The moment of quiet reflection came during the yearly weekend away for the group of fellas who all finished school a significant time ago.
With every winter ageing them significantly more than the last, the group of Rockhampton High’s finest confirmed they relish in enjoying the little things.
“Or the Woodlife, if you will,” laughed the group’s organiser Jayden Nicholls, raising his can and patting his dog.
“Don’t get me wrong, we all love our families, and our partners, but it is nice to just get away from it all and enjoy a bit of time with the OGs,” continued Jayden.
“Sausos and steaks accompanied by bread and only coleslaw for salad.”
“Full sugar cola, and a refined and tasteful drop of Woody.”
“And endless shit chat,” chimed in one of the other boys, Sam, reaching into the esky.
The group then all chuckled, before succumbing to the deeply masculine urge to stare into the fire and massage their chins like some late 19th century Russian philosophers.

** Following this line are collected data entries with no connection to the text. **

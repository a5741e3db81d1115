use axum::body::Bytes;
use serde::{Deserialize, Serialize};
use uuid::Uuid;
use validator::Validate;

use crate::auth::UserResponse;
use crate::comments::CommentResponse;
use crate::groups::GroupResponse;
use crate::pagination::Page;

pub mod handler;

/// A post row as stored.
#[derive(Debug, Serialize, Deserialize, sqlx::FromRow)]
pub struct Post {
    pub id: Uuid,
    pub text: String,
    pub image: Option<String>,
    pub author_id: Uuid,
    pub group_id: Option<Uuid>,
    pub created_at: chrono::DateTime<chrono::Utc>,
    pub updated_at: chrono::DateTime<chrono::Utc>,
}

/// Fields collected from the create/edit multipart form.
#[derive(Debug, Default, Validate)]
pub struct PostInput {
    #[validate(length(min = 1, message = "Text cannot be empty"))]
    pub text: String,
    pub group_id: Option<Uuid>,
    pub image: Option<UploadedImage>,
}

#[derive(Debug)]
pub struct UploadedImage {
    pub file_name: String,
    pub data: Bytes,
}

#[derive(Debug, Serialize)]
pub struct PostAuthor {
    pub id: Uuid,
    pub username: String,
}

#[derive(Debug, Serialize)]
pub struct PostResponse {
    pub id: Uuid,
    pub text: String,
    pub author: PostAuthor,
    pub group: Option<GroupResponse>,
    pub image: Option<String>,
    pub created_at: chrono::DateTime<chrono::Utc>,
}

/// Context for the home and follow feeds.
#[derive(Debug, Serialize)]
pub struct FeedContext {
    pub posts: Page<PostResponse>,
}

/// Context for the detail view, comment form included.
#[derive(Debug, Serialize)]
pub struct PostDetailContext {
    pub post: PostResponse,
    pub comments: Vec<CommentResponse>,
    pub can_edit: bool,
}

/// Context for the create/edit form: group choices, plus the current
/// values when editing.
#[derive(Debug, Serialize)]
pub struct PostFormContext {
    pub groups: Vec<GroupResponse>,
    #[serde(skip_serializing_if = "Option::is_none")]
    pub post: Option<PostResponse>,
}

/// Context for an author's profile feed.
#[derive(Debug, Serialize)]
pub struct ProfileContext {
    pub author: UserResponse,
    pub following: bool,
    pub posts: Page<PostResponse>,
}
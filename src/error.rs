use axum::{
    http::StatusCode,
    response::{IntoResponse, Response},
    Json,
};
use serde_json::json;

#[derive(Debug)]
pub enum AppError {
    InternalServerError,
    BadRequest(String),
    Unauthorized,
    NotFound(String),
    Conflict(String),
    UnprocessableEntity(String),
}

impl From<sqlx::Error> for AppError {
    fn from(e: sqlx::Error) -> Self {
        if let sqlx::Error::Database(db) = &e {
            if db.is_unique_violation() {
                return AppError::Conflict("Already exists".to_string());
            }
        }
        tracing::error!("database error: {:?}", e);
        AppError::InternalServerError
    }
}

impl IntoResponse for AppError {
    fn into_response(self) -> Response {
        let (status, error_message) = match self {
            AppError::InternalServerError => (
                StatusCode::INTERNAL_SERVER_ERROR,
                "Internal Server Error".to_string(),
            ),
            AppError::BadRequest(msg) => (StatusCode::BAD_REQUEST, msg),
            AppError::Unauthorized => (StatusCode::UNAUTHORIZED, "Unauthorized".to_string()),
            AppError::NotFound(msg) => (StatusCode::NOT_FOUND, msg),
            AppError::Conflict(msg) => (StatusCode::CONFLICT, msg),
            AppError::UnprocessableEntity(msg) => (StatusCode::UNPROCESSABLE_ENTITY, msg),
        };

        // Failure envelope mirroring ApiResponse
        let body = Json(json!({
            "success": false,
            "message": error_message,
            "data": null
        }));

        (status, body).into_response()
    }
}

/// Fallback for unmatched paths.
pub async fn not_found() -> AppError {
    AppError::NotFound("Page not found".to_string())
}
//! Process-wide TTL cache for rendered listing contexts.
//!
//! Entries expire by age or by an explicit [`TtlCache::clear`]; mutations
//! elsewhere in the app never invalidate them, so a cached listing may be
//! stale for up to one TTL. That staleness window is accepted behavior.

use std::time::{Duration, Instant};

use dashmap::DashMap;
use serde_json::Value;

pub struct TtlCache {
    ttl: Duration,
    entries: DashMap<String, Entry>,
}

struct Entry {
    stored_at: Instant,
    value: Value,
}

impl TtlCache {
    pub fn new(ttl: Duration) -> Self {
        Self {
            ttl,
            entries: DashMap::new(),
        }
    }

    /// Cached value for `key`, unless the entry has outlived the TTL.
    /// Expired entries are evicted lazily on read.
    pub fn get(&self, key: &str) -> Option<Value> {
        let hit = self.entries.get(key)?;
        if hit.stored_at.elapsed() < self.ttl {
            return Some(hit.value.clone());
        }
        drop(hit);
        self.entries.remove(key);
        None
    }

    pub fn insert(&self, key: impl Into<String>, value: Value) {
        self.entries.insert(
            key.into(),
            Entry {
                stored_at: Instant::now(),
                value,
            },
        );
    }

    /// Drops every entry; the only invalidation besides expiry.
    pub fn clear(&self) {
        self.entries.clear();
    }
}
use axum::{
    extract::{rejection::PathRejection, Path, State},
    response::{IntoResponse, Redirect},
    Form,
};
use sqlx::PgPool;
use uuid::Uuid;
use validator::Validate;

use crate::{
    auth::extractor::AuthUser,
    comments::CreateComment,
    error::AppError,
    repo::{CommentRepo, PostRepo},
};

/// POST /posts/:id/comment — append a comment, back to the detail view.
pub async fn add_comment(
    State(pool): State<PgPool>,
    user: AuthUser,
    id: Result<Path<Uuid>, PathRejection>,
    Form(payload): Form<CreateComment>,
) -> Result<impl IntoResponse, AppError> {
    let post_id = id
        .map(|Path(id)| id)
        .map_err(|_| AppError::NotFound("Post not found".to_string()))?;

    payload
        .validate()
        .map_err(|e| AppError::UnprocessableEntity(e.to_string()))?;

    PostRepo::new(&pool)
        .get(post_id)
        .await?
        .ok_or_else(|| AppError::NotFound("Post not found".to_string()))?;

    CommentRepo::new(&pool)
        .create(post_id, user.id, &payload.text)
        .await?;

    Ok(Redirect::to(&format!("/posts/{post_id}")))
}
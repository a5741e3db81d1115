//! Repository layer: one interface per entity over the shared pool.

mod comments;
mod follows;
mod groups;
mod posts;
mod users;

pub use comments::{CommentRepo, CommentRow};
pub use follows::FollowRepo;
pub use groups::GroupRepo;
pub use posts::{PostRepo, PostRow};
pub use users::UserRepo;
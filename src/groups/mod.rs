use serde::{Deserialize, Serialize};
use uuid::Uuid;
use validator::Validate;

use crate::pagination::Page;
use crate::posts::PostResponse;

pub mod handler;

#[derive(Debug, Serialize, Deserialize, sqlx::FromRow)]
pub struct Group {
    pub id: Uuid,
    pub title: String,
    pub slug: String,
    pub description: String,
    pub created_at: chrono::DateTime<chrono::Utc>,
}

#[derive(Debug, Deserialize, Validate)]
pub struct CreateGroup {
    #[validate(length(min = 1, max = 200, message = "Title cannot be empty"))]
    pub title: String,
    #[serde(default)]
    pub description: String,
}

#[derive(Debug, Serialize)]
pub struct GroupResponse {
    pub id: Uuid,
    pub title: String,
    pub slug: String,
    pub description: String,
}

impl From<Group> for GroupResponse {
    fn from(group: Group) -> Self {
        GroupResponse {
            id: group.id,
            title: group.title,
            slug: group.slug,
            description: group.description,
        }
    }
}

/// Context for the group feed.
#[derive(Debug, Serialize)]
pub struct GroupFeedContext {
    pub group: GroupResponse,
    pub posts: Page<PostResponse>,
}
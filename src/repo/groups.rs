use slug::slugify;
use sqlx::PgPool;
use uuid::Uuid;

use crate::groups::Group;

pub struct GroupRepo<'a> {
    pool: &'a PgPool,
}

impl<'a> GroupRepo<'a> {
    pub fn new(pool: &'a PgPool) -> Self {
        Self { pool }
    }

    /// Slugifies the title, suffixing `-1`, `-2`, … until the slug is free.
    pub async fn create(&self, title: &str, description: &str) -> Result<Group, sqlx::Error> {
        let slug_base = match slugify(title) {
            s if s.is_empty() => "group".to_string(),
            s => s,
        };
        let mut slug = slug_base.clone();
        let mut suffix = 1;

        while sqlx::query("SELECT 1 FROM groups WHERE slug = $1")
            .bind(&slug)
            .fetch_optional(self.pool)
            .await?
            .is_some()
        {
            slug = format!("{slug_base}-{suffix}");
            suffix += 1;
        }

        sqlx::query_as::<_, Group>(
            "INSERT INTO groups (title, slug, description) VALUES ($1, $2, $3) RETURNING *",
        )
        .bind(title)
        .bind(&slug)
        .bind(description)
        .fetch_one(self.pool)
        .await
    }

    pub async fn by_id(&self, id: Uuid) -> Result<Option<Group>, sqlx::Error> {
        sqlx::query_as::<_, Group>("SELECT * FROM groups WHERE id = $1")
            .bind(id)
            .fetch_optional(self.pool)
            .await
    }

    pub async fn by_slug(&self, slug: &str) -> Result<Option<Group>, sqlx::Error> {
        sqlx::query_as::<_, Group>("SELECT * FROM groups WHERE slug = $1")
            .bind(slug)
            .fetch_optional(self.pool)
            .await
    }

    pub async fn all(&self) -> Result<Vec<Group>, sqlx::Error> {
        sqlx::query_as::<_, Group>("SELECT * FROM groups ORDER BY title ASC")
            .fetch_all(self.pool)
            .await
    }
}
use sqlx::PgPool;
use uuid::Uuid;

use crate::follows::Follow;

pub struct FollowRepo<'a> {
    pool: &'a PgPool,
}

impl<'a> FollowRepo<'a> {
    pub fn new(pool: &'a PgPool) -> Self {
        Self { pool }
    }

    /// Get-or-create; calling it twice for the same pair leaves one row.
    pub async fn create(&self, user_id: Uuid, author_id: Uuid) -> Result<(), sqlx::Error> {
        sqlx::query(
            r#"
            INSERT INTO follows (user_id, author_id)
            VALUES ($1, $2)
            ON CONFLICT (user_id, author_id) DO NOTHING
            "#,
        )
        .bind(user_id)
        .bind(author_id)
        .execute(self.pool)
        .await?;
        Ok(())
    }

    /// Delete-if-exists; a no-op when the pair was never followed.
    pub async fn delete(&self, user_id: Uuid, author_id: Uuid) -> Result<(), sqlx::Error> {
        sqlx::query("DELETE FROM follows WHERE user_id = $1 AND author_id = $2")
            .bind(user_id)
            .bind(author_id)
            .execute(self.pool)
            .await?;
        Ok(())
    }

    pub async fn get(&self, user_id: Uuid, author_id: Uuid) -> Result<Option<Follow>, sqlx::Error> {
        sqlx::query_as::<_, Follow>(
            "SELECT * FROM follows WHERE user_id = $1 AND author_id = $2",
        )
        .bind(user_id)
        .bind(author_id)
        .fetch_optional(self.pool)
        .await
    }

    pub async fn exists(&self, user_id: Uuid, author_id: Uuid) -> Result<bool, sqlx::Error> {
        Ok(self.get(user_id, author_id).await?.is_some())
    }
}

With the crackle and pop of the firewood they didn’t pay 20 bucks a bag for from the servo up the road providing a soundtrack for the moment of introspection, another member of the group then decided to break the silence by asking about where that weird guy who came to school for Year 10-12 ended up.
“Geez, haven’t thought about him for ages,” laughed Jayden.
“Very good question. Tin please…”
More to come.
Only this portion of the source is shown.